Exercise prompt: Give an exact copy of the lines from the beginning of the listing below to the "impl std::fmt::Display for" line, inclusive.

Data supplied:
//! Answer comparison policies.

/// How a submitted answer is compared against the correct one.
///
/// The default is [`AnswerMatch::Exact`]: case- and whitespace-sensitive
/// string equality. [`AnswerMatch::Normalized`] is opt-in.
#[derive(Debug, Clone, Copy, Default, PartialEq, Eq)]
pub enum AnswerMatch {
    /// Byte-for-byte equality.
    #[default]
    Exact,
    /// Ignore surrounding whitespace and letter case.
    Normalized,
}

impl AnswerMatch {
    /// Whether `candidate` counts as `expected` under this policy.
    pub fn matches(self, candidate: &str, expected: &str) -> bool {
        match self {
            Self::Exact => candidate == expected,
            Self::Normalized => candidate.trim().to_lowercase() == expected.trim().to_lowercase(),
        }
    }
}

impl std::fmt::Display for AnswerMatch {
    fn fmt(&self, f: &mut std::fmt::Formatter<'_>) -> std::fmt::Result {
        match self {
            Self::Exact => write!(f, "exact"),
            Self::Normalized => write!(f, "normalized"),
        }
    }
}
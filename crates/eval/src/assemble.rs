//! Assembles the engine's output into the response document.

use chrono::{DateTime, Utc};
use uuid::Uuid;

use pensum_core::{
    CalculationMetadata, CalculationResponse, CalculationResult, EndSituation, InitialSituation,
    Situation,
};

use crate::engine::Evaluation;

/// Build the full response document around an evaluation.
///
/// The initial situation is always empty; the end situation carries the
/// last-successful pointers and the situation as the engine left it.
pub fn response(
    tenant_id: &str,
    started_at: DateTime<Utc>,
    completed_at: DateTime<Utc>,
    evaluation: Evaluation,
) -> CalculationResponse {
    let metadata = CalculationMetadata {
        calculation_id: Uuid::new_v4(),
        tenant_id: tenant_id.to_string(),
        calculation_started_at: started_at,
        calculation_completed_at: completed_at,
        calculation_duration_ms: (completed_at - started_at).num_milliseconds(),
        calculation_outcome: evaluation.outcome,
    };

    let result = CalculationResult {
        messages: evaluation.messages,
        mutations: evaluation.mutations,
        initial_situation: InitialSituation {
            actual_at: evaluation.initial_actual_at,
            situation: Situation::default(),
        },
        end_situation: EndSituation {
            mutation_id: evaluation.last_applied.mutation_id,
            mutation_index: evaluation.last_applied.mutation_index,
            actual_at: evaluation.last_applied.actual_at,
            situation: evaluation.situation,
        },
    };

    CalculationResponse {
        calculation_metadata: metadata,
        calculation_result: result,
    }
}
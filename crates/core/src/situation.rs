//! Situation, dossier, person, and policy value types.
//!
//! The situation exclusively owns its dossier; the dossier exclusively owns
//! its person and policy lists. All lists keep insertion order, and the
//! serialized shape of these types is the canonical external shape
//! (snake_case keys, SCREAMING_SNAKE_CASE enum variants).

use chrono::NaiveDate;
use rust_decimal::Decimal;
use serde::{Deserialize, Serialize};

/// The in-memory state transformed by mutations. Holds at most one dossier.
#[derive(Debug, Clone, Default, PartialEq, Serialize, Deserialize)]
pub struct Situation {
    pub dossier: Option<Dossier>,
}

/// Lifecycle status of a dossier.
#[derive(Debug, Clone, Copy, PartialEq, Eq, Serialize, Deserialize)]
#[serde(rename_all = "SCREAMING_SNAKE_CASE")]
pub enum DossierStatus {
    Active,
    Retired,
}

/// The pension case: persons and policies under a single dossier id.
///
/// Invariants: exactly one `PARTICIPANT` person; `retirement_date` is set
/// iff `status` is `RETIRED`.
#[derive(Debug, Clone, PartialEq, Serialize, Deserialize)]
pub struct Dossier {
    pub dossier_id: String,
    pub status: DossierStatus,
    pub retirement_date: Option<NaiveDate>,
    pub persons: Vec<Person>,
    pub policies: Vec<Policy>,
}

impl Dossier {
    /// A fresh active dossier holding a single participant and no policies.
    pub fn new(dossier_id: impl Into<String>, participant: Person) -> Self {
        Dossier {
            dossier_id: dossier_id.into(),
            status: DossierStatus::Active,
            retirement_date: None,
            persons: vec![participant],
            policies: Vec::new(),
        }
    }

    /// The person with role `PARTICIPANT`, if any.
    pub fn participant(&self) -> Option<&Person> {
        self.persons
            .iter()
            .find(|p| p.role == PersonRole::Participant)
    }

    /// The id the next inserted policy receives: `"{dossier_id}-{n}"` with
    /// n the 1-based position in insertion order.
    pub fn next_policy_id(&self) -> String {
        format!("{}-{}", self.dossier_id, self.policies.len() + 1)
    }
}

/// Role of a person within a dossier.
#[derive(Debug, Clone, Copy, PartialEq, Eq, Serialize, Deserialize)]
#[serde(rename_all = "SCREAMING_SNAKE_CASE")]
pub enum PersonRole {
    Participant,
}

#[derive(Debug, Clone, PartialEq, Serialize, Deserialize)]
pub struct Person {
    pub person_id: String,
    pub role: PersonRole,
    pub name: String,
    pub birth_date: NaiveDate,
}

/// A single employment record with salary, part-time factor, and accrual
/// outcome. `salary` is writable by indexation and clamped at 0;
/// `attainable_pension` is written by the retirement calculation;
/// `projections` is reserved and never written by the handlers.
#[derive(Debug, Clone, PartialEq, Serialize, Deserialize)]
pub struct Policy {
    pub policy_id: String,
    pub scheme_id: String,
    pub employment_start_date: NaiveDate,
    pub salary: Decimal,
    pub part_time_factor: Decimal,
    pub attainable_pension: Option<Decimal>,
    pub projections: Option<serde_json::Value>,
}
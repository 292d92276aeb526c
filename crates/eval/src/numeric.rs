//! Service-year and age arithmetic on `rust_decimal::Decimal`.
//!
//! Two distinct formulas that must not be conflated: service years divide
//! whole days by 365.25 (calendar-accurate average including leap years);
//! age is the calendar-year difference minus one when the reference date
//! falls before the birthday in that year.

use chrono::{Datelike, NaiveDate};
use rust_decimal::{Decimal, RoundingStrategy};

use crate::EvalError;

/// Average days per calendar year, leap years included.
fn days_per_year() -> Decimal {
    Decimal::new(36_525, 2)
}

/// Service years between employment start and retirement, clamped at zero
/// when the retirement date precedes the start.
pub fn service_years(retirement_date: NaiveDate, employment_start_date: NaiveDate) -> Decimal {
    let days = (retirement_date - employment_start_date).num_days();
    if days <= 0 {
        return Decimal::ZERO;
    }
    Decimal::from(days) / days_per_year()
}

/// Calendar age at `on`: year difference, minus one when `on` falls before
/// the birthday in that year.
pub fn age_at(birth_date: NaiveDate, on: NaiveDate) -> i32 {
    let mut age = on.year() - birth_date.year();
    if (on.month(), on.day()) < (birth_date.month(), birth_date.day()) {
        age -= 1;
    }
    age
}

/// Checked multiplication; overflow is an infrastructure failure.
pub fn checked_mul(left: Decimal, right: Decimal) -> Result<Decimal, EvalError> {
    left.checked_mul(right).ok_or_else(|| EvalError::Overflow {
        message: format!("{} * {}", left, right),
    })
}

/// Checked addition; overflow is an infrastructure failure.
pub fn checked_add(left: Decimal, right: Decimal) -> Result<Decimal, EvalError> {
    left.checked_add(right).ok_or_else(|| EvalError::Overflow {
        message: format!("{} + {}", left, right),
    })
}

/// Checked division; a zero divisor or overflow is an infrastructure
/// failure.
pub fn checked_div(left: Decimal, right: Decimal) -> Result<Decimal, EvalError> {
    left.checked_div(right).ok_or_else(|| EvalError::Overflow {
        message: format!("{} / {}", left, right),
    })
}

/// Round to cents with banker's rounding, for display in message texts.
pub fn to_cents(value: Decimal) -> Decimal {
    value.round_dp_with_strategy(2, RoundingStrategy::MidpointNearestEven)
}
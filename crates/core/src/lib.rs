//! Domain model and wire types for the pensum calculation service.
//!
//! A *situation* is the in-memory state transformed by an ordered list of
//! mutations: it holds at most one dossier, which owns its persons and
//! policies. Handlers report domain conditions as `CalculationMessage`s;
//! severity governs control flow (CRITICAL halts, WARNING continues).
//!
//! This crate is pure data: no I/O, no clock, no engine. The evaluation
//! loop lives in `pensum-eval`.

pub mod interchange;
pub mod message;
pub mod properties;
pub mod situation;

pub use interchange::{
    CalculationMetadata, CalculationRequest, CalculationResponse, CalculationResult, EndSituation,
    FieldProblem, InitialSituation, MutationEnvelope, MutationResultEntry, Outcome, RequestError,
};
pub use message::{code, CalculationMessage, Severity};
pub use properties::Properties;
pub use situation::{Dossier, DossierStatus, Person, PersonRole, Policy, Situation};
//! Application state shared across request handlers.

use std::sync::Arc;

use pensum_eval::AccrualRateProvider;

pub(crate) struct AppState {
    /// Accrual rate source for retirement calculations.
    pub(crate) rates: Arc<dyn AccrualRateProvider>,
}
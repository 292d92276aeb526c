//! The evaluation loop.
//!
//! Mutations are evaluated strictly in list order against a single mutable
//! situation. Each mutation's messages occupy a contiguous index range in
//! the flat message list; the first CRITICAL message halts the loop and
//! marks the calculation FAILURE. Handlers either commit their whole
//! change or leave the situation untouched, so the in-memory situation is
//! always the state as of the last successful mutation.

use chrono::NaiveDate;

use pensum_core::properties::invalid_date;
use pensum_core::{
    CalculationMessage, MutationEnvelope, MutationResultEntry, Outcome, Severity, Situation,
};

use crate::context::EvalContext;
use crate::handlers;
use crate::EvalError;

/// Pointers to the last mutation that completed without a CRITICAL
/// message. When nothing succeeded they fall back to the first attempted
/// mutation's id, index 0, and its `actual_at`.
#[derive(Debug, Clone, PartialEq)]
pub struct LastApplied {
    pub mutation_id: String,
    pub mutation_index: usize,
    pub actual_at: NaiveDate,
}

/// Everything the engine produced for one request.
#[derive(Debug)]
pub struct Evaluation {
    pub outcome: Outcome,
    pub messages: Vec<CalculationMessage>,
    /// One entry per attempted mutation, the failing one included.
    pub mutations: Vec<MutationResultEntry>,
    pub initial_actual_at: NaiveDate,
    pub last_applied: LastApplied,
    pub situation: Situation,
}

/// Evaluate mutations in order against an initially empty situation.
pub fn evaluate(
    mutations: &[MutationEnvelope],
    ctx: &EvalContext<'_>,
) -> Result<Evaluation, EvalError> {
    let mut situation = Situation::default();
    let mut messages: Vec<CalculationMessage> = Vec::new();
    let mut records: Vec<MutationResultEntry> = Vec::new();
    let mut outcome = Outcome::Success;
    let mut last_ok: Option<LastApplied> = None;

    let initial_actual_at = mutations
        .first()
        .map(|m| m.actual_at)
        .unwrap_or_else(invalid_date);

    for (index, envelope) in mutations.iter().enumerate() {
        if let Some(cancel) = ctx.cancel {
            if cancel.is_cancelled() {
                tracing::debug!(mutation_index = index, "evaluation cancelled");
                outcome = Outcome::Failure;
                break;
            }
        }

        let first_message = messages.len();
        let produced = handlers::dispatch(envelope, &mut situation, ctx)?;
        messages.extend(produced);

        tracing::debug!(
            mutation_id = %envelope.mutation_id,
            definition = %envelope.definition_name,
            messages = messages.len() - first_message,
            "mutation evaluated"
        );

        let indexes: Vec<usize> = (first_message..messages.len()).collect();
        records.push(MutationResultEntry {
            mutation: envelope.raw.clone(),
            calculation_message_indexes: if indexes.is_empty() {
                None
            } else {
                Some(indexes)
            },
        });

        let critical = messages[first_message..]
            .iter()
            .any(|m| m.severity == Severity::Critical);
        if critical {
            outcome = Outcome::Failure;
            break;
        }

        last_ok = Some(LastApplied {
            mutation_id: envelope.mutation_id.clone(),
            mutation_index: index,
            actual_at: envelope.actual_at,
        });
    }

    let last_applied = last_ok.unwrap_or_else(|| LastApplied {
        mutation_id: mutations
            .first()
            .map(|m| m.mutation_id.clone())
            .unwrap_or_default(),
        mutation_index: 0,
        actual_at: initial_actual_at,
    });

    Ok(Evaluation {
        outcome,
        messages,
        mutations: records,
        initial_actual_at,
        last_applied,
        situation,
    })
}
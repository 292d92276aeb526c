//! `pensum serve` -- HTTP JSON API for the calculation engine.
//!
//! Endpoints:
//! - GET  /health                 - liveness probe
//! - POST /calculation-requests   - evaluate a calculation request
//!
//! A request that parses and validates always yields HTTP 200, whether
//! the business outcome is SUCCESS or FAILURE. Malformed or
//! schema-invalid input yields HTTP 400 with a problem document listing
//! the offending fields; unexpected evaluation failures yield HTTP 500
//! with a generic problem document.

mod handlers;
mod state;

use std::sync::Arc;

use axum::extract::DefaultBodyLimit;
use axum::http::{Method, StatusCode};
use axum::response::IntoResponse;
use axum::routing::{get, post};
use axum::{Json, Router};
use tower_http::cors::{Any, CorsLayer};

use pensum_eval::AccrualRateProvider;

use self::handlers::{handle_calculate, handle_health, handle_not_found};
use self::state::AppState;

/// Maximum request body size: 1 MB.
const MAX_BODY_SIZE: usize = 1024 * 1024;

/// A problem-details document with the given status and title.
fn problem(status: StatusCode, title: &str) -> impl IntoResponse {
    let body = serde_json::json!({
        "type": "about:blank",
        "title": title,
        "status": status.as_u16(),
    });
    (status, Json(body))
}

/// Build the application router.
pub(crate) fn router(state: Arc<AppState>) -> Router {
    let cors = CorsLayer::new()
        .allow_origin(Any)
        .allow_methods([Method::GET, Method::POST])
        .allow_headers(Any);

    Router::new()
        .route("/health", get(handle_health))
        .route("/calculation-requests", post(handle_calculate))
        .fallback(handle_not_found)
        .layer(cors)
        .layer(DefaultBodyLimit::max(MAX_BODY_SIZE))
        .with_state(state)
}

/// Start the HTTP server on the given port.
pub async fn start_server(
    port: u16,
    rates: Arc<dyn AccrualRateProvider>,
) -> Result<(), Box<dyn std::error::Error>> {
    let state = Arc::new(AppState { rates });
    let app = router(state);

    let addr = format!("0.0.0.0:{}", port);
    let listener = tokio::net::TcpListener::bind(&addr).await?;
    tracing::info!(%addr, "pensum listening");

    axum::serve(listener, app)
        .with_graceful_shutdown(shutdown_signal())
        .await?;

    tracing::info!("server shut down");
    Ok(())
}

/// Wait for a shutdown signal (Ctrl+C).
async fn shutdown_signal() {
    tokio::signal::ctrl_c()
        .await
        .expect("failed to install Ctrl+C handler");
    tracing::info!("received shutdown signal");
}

Solution for this task:
//! Answer comparison policies.

/// How a submitted answer is compared against the correct one.
///
/// The default is [`AnswerMatch::Exact`]: case- and whitespace-sensitive
/// string equality. [`AnswerMatch::Normalized`] is opt-in.
#[derive(Debug, Clone, Copy, Default, PartialEq, Eq)]
pub enum AnswerMatch {
    /// Byte-for-byte equality.
    #[default]
    Exact,
    /// Ignore surrounding whitespace and letter case.
    Normalized,
}

impl AnswerMatch {
    /// Whether `candidate` counts as `expected` under this policy.
    pub fn matches(self, candidate: &str, expected: &str) -> bool {
        match self {
            Self::Exact => candidate == expected,
            Self::Normalized => candidate.trim().to_lowercase() == expected.trim().to_lowercase(),
        }
    }
}

impl std::fmt::Display for AnswerMatch {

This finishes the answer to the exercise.